The Centers for Medicare and Medicaid will be looking to alter the Stark Law to reflect the move from fee-for-service to value-based payments under Medicare.

According to Centers for Medicare and Medicaid (“CMS”) Administrator Seema Verma, the agency will be looking to modernize the Stark Law to reflect the move from fee-for-service to value-based payments under Medicare.

Several bills have been introduced in recent years that are still under consideration by the House and/or Senate that would solidify certain previous regulatory changes, provide small changes to the current law, or perhaps most importantly, give Health and Human Services (“HHS”) authority to grant waivers to fraud and abuse-related statutes for participants in the Medicare Shared Savings Program (“MSSP”) and covered alternative payment model (“APM”) entities.

What does this mean for your organization?

If your organization participates in an accountable care organization (“ACO”) or APM, there may be changes on the way if the Medicare Care Coordination Improvement Act of 2017 gains traction and HHS is able to grant waivers as indicated above…stay tuned. Regardless of the changes that go into effect, compensation for services will still be subject to fair market value constraints and need to be monitored, no different than before.

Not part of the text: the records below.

pub mod ast_printer;
pub mod class;
pub mod environment;
pub mod error;
pub mod expr;
pub mod function;
pub mod interpreter;
pub mod parser;
pub mod resolver;
pub mod scanner;
pub mod stack;
pub mod stmt;
pub mod token;
pub mod value;

use log::{debug, info};

use crate::error::LoxError;
use crate::interpreter::Interpreter;
use crate::parser::Parser;
use crate::resolver::Resolver;
use crate::scanner::Scanner;
use crate::stmt::Stmt;
use crate::token::Token;

/// Scan `source`, returning the tokens or every lexical error.
pub fn scan(source: &str) -> Result<Vec<Token>, Vec<LoxError>> {
    let mut tokens: Vec<Token> = Vec::new();
    let mut errors: Vec<LoxError> = Vec::new();

    for result in Scanner::new(source) {
        match result {
            Ok(token) => tokens.push(token),
            Err(e) => errors.push(e),
        }
    }

    if errors.is_empty() {
        Ok(tokens)
    } else {
        Err(errors)
    }
}

/// Scan and parse `source` into a program.
pub fn parse(source: &str) -> Result<Vec<Stmt>, Vec<LoxError>> {
    let tokens: Vec<Token> = scan(source)?;
    Parser::new(tokens).parse()
}

/// Run `source` against `interpreter`: scan → parse → resolve → interpret.
///
/// Static errors of every phase are returned together and nothing executes;
/// otherwise at most one runtime error is returned. Globals and resolved
/// bindings persist in `interpreter`, so successive calls behave like REPL
/// lines.
pub fn run(interpreter: &mut Interpreter, source: &str) -> Result<(), Vec<LoxError>> {
    let statements: Vec<Stmt> = parse(source)?;
    info!("Parsed {} statements", statements.len());

    Resolver::new(interpreter).resolve(&statements)?;

    interpreter.interpret(&statements).map_err(|e| {
        debug!("Runtime error: {}", e);
        vec![LoxError::Runtime(e)]
    })
}
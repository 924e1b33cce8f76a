#![allow(dead_code)]

use std::cell::RefCell;
use std::io::{self, Write};
use std::rc::Rc;

use rox::error::LoxError;
use rox::interpreter::Interpreter;

/// `Write` sink whose contents stay readable after the interpreter owns it.
#[derive(Clone, Default)]
pub struct SharedBuffer(Rc<RefCell<Vec<u8>>>);

impl SharedBuffer {
    pub fn contents(&self) -> String {
        String::from_utf8_lossy(&self.0.borrow()).into_owned()
    }

    pub fn lines(&self) -> Vec<String> {
        self.contents().lines().map(str::to_owned).collect()
    }
}

impl Write for SharedBuffer {
    fn write(&mut self, buf: &[u8]) -> io::Result<usize> {
        self.0.borrow_mut().extend_from_slice(buf);
        Ok(buf.len())
    }

    fn flush(&mut self) -> io::Result<()> {
        Ok(())
    }
}

pub fn interpreter() -> (Interpreter, SharedBuffer) {
    let buffer = SharedBuffer::default();
    (Interpreter::with_output(Box::new(buffer.clone())), buffer)
}

/// Run `source` in a fresh interpreter, returning printed lines and errors.
pub fn run(source: &str) -> (Vec<String>, Result<(), Vec<LoxError>>) {
    let (mut interpreter, buffer) = interpreter();
    let result = rox::run(&mut interpreter, source);
    (buffer.lines(), result)
}

/// Run `source`, which must succeed, and return what it printed.
pub fn output(source: &str) -> Vec<String> {
    let (lines, result) = run(source);
    if let Err(errors) = result {
        let messages: Vec<String> = errors.iter().map(ToString::to_string).collect();
        panic!("program failed: {:?}", messages);
    }
    lines
}

/// Run `source`, which must fail, and return the error messages.
pub fn errors(source: &str) -> Vec<String> {
    match run(source).1 {
        Ok(()) => panic!("program unexpectedly succeeded"),
        Err(errors) => errors.iter().map(ToString::to_string).collect(),
    }
}

/// The single runtime error raised by `source`.
pub fn runtime_error(source: &str) -> rox::error::RuntimeError {
    match run(source).1 {
        Err(mut errors) if errors.len() == 1 => match errors.remove(0) {
            LoxError::Runtime(e) => e,
            other => panic!("expected a runtime error, got: {}", other),
        },
        Err(errors) => panic!("expected one runtime error, got {}", errors.len()),
        Ok(()) => panic!("program unexpectedly succeeded"),
    }
}
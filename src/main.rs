use std::fs::File;
use std::io::{BufReader, Read, Write};
use std::path::{Path, PathBuf};

use anyhow::{Context, Result};
use clap::Parser as ClapParser;
use clap::Subcommand;
use env_logger::Builder;
use log::{debug, error, info};
use rustyline::error::ReadlineError;
use rustyline::DefaultEditor;

use rox::ast_printer::AstPrinter;
use rox::error::LoxError;
use rox::interpreter::Interpreter;
use rox::parser::Parser;
use rox::resolver::Resolver;
use rox::scanner::Scanner;
use rox::token::Token;

#[derive(ClapParser, Debug)]
#[command(version, about = "Lox language interpreter", long_about = None)]
pub struct Cli {
    #[command(subcommand)]
    commands: Commands,

    /// Enable logging to a file
    #[arg(long, global = true)]
    log: bool,

    /// Where `--log` writes its records
    #[arg(long, global = true, value_name = "PATH", default_value = "app.log")]
    log_file: PathBuf,
}

#[derive(Subcommand, Debug)]
enum Commands {
    /// Tokenizes input from a file, printing each token
    Tokenize { filename: Option<PathBuf> },

    /// Parses input from a file as a program (or a lone expression) and prints its AST
    Parse {
        filename: Option<PathBuf>,

        /// Print the tree as JSON instead of prefix notation
        #[arg(long)]
        json: bool,
    },

    /// Evaluates input from a file as a single expression and prints the result
    Evaluate { filename: Option<PathBuf> },

    /// Runs input from a file as a Lox program
    Run { filename: Option<PathBuf> },

    /// Starts an interactive session
    Repl,
}

/// Reads the contents of a file into a String
fn read_file(filename: PathBuf) -> Result<String> {
    info!("Reading file: {:?}", filename);
    let file = File::open(&filename).context(format!("Failed to open file {:?}", filename))?;
    let mut reader = BufReader::new(file);
    let mut buf = Vec::new();

    let bytes = reader
        .read_to_end(&mut buf)
        .context(format!("Failed to read file {:?}", filename))?;

    info!("Read {} bytes from {:?}", bytes, filename);

    let source = String::from_utf8(buf)
        .map_err(LoxError::from)
        .context(format!("File {:?} is not valid UTF-8", filename))?;

    Ok(source)
}

fn init_logger(path: &Path) -> Result<()> {
    let log_file = File::create(path).context(format!("Failed to create {:?}", path))?;

    // Write to file with module and source line; RUST_LOG overrides the level.
    Builder::new()
        .format(|buf, record| {
            let module = record.module_path().unwrap_or("<unnamed>");
            let module = module.strip_prefix("rox::").unwrap_or(module);
            writeln!(
                buf,
                "[{}:{}] - {}",
                module,
                record.line().unwrap_or(0),
                record.args()
            )
        })
        .target(env_logger::Target::Pipe(Box::new(log_file)))
        .filter(None, log::LevelFilter::Debug)
        .parse_default_env()
        .init();

    info!("Logger initialized, writing to {:?}", path);
    Ok(())
}

fn report(errors: &[LoxError]) -> i32 {
    for e in errors {
        debug!("Reporting: {}", e);
        eprintln!("{}", e);
    }

    errors.iter().map(LoxError::exit_code).max().unwrap_or(0)
}

fn no_file() -> ! {
    info!("No filepath provided");
    println!("No input filepath was provided. Exiting...");
    std::process::exit(0);
}

fn tokenize(source: &str) -> i32 {
    let mut tokenized = true;

    for token in Scanner::new(source) {
        match token {
            Ok(token) => println!("{}", token),
            Err(e) => {
                tokenized = false;
                eprintln!("{}", e);
            }
        }
    }

    if tokenized {
        0
    } else {
        65
    }
}

fn parse(source: &str, json: bool) -> Result<i32> {
    let tokens: Vec<Token> = match rox::scan(source) {
        Ok(tokens) => tokens,
        Err(errors) => return Ok(report(&errors)),
    };

    let errors: Vec<LoxError> = match Parser::new(tokens.clone()).parse() {
        Ok(program) => {
            if json {
                println!(
                    "{}",
                    serde_json::to_string_pretty(&program).context("Failed to serialize AST")?
                );
            } else if !program.is_empty() {
                println!("{}", AstPrinter::print_program(&program));
            }
            return Ok(0);
        }
        Err(errors) => errors,
    };

    // Input such as `1 + 2` is not a program but is a valid expression.
    match Parser::new(tokens).parse_expression() {
        Ok(expr) => {
            debug!("Input parsed as a single expression");
            if json {
                println!(
                    "{}",
                    serde_json::to_string_pretty(&expr).context("Failed to serialize AST")?
                );
            } else {
                println!("{}", AstPrinter::print(&expr));
            }
            Ok(0)
        }
        Err(_) => Ok(report(&errors)),
    }
}

fn evaluate(source: &str) -> i32 {
    let tokens: Vec<Token> = match rox::scan(source) {
        Ok(tokens) => tokens,
        Err(errors) => return report(&errors),
    };

    let expr = match Parser::new(tokens).parse_expression() {
        Ok(expr) => expr,
        Err(e) => return report(&[e]),
    };

    let mut interpreter = Interpreter::new();

    if let Err(errors) = Resolver::new(&mut interpreter).resolve_expression(&expr) {
        return report(&errors);
    }

    match interpreter.evaluate(&expr) {
        Ok(value) => {
            println!("{}", value);
            0
        }
        Err(e) => report(&[LoxError::Runtime(e)]),
    }
}

fn run(source: &str) -> i32 {
    let mut interpreter = Interpreter::new();

    match rox::run(&mut interpreter, source) {
        Ok(()) => {
            info!("Program executed successfully");
            0
        }
        Err(errors) => report(&errors),
    }
}

fn repl() -> Result<i32> {
    let mut editor = DefaultEditor::new().context("Failed to start line editor")?;
    let mut interpreter = Interpreter::new();

    loop {
        match editor.readline("> ") {
            Ok(line) => {
                let _ = editor.add_history_entry(line.as_str());

                if let Err(errors) = rox::run(&mut interpreter, &line) {
                    report(&errors);

                    let fatal = errors
                        .iter()
                        .any(|e| matches!(e, LoxError::Runtime(r) if r.is_fatal()));
                    if fatal {
                        return Ok(70);
                    }
                }
            }
            Err(ReadlineError::Interrupted) | Err(ReadlineError::Eof) => break,
            Err(err) => return Err(err).context("Line editor failed"),
        }
    }

    Ok(0)
}

fn execute(commands: Commands) -> Result<i32> {
    let code: i32 = match commands {
        Commands::Tokenize { filename } => {
            let source = read_file(filename.unwrap_or_else(|| no_file()))?;
            tokenize(&source)
        }

        Commands::Parse { filename, json } => {
            let source = read_file(filename.unwrap_or_else(|| no_file()))?;
            parse(&source, json)?
        }

        Commands::Evaluate { filename } => {
            let source = read_file(filename.unwrap_or_else(|| no_file()))?;
            evaluate(&source)
        }

        Commands::Run { filename } => {
            let source = read_file(filename.unwrap_or_else(|| no_file()))?;
            run(&source)
        }

        Commands::Repl => repl()?,
    };

    Ok(code)
}

fn main() -> Result<()> {
    let args: Cli = Cli::parse();

    // Initialize logger only if --log flag is provided
    if args.log {
        init_logger(&args.log_file)?;
    } else {
        // Initialize a minimal logger to avoid "no logger" errors
        Builder::new().filter_level(log::LevelFilter::Off).init();
    }

    info!("CLI arguments: {:?}", args);

    // Anything that escapes as `anyhow::Error` is host I/O.
    let code: i32 = execute(args.commands).unwrap_or_else(|e| {
        error!("{:#}", e);
        eprintln!("Error: {:#}", e);
        74
    });

    if code != 0 {
        debug!("Exiting with code {}", code);
        std::process::exit(code);
    }

    Ok(())
}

This attention to Stark Law, along with the increased frequency of whistleblower cases and settlements for fraud and abuse violations, should serve as a reminder to organizations of the importance of ensuring that compensation paid to physicians is being governed and reviewed internally or by an experienced third party. Willis Towers Watson recommends taking the following steps in order to help ensure that the organization mitigates risk from potential Stark Law and Anti-Kickback Statute violations:

  • Periodic audits (annual or biannual) of employed physicians’ compensation and productivity to assess alignment with fair market value and commercial reasonableness commonly accepted standards
  • Review of physician compensation models to ensure that they generate compensation, through all components, that will be consistent with fair market value and commercially reasonable
    • We also recommend that individual cash compensation components be reviewed to ensure that they are consistent with market and do not raise any compliance concerns (e.g., base salary/draw levels, production compensation payout rates, quality / performance incentive payments, payments for call coverage, medical director payments, advanced practice clinician supervision payments, etc.)
    • Special attention should be paid to any physicians or groups paid on revenue less expense models — these are generally riskier compensation arrangements that are being phased out in most organizations
    • Redesign of compensation models that are not generating cash compensation at desired market levels or that are not consistent with the organization’s goals may be an appropriate next step
  • Additional review of highly compensated physicians to document support based on their unique facts and circumstances
  • Review of any third party contractor or physician leasing arrangements in order to document that they are also consistent with fair market value and commercially reasonable

In addition to reviews of compensation arrangements from a regulatory compliance perspective, we also recommend that organizations perform some housekeeping in order to reduce recurring administrative headaches, including:

  • Review of physician employment agreements and taking steps to standardize agreements, and the language within, in order to reduce variation and make management of physician arrangements less variable, complex, and cumbersome
  • Establish a tracking process to alert for physician employment agreements that are coming to term in order to allow adequate time for review for renewal, terms changes, or termination

Due to the regulatory concerns around physician compensation and the myriad complexities of compensating these highly skilled and sometimes specialized and unique providers, maintaining consistent oversight can be challenging. Establishing some routine scheduled maintenance can make it significantly easier to ensure that your organization’s physician compensation program remains on track.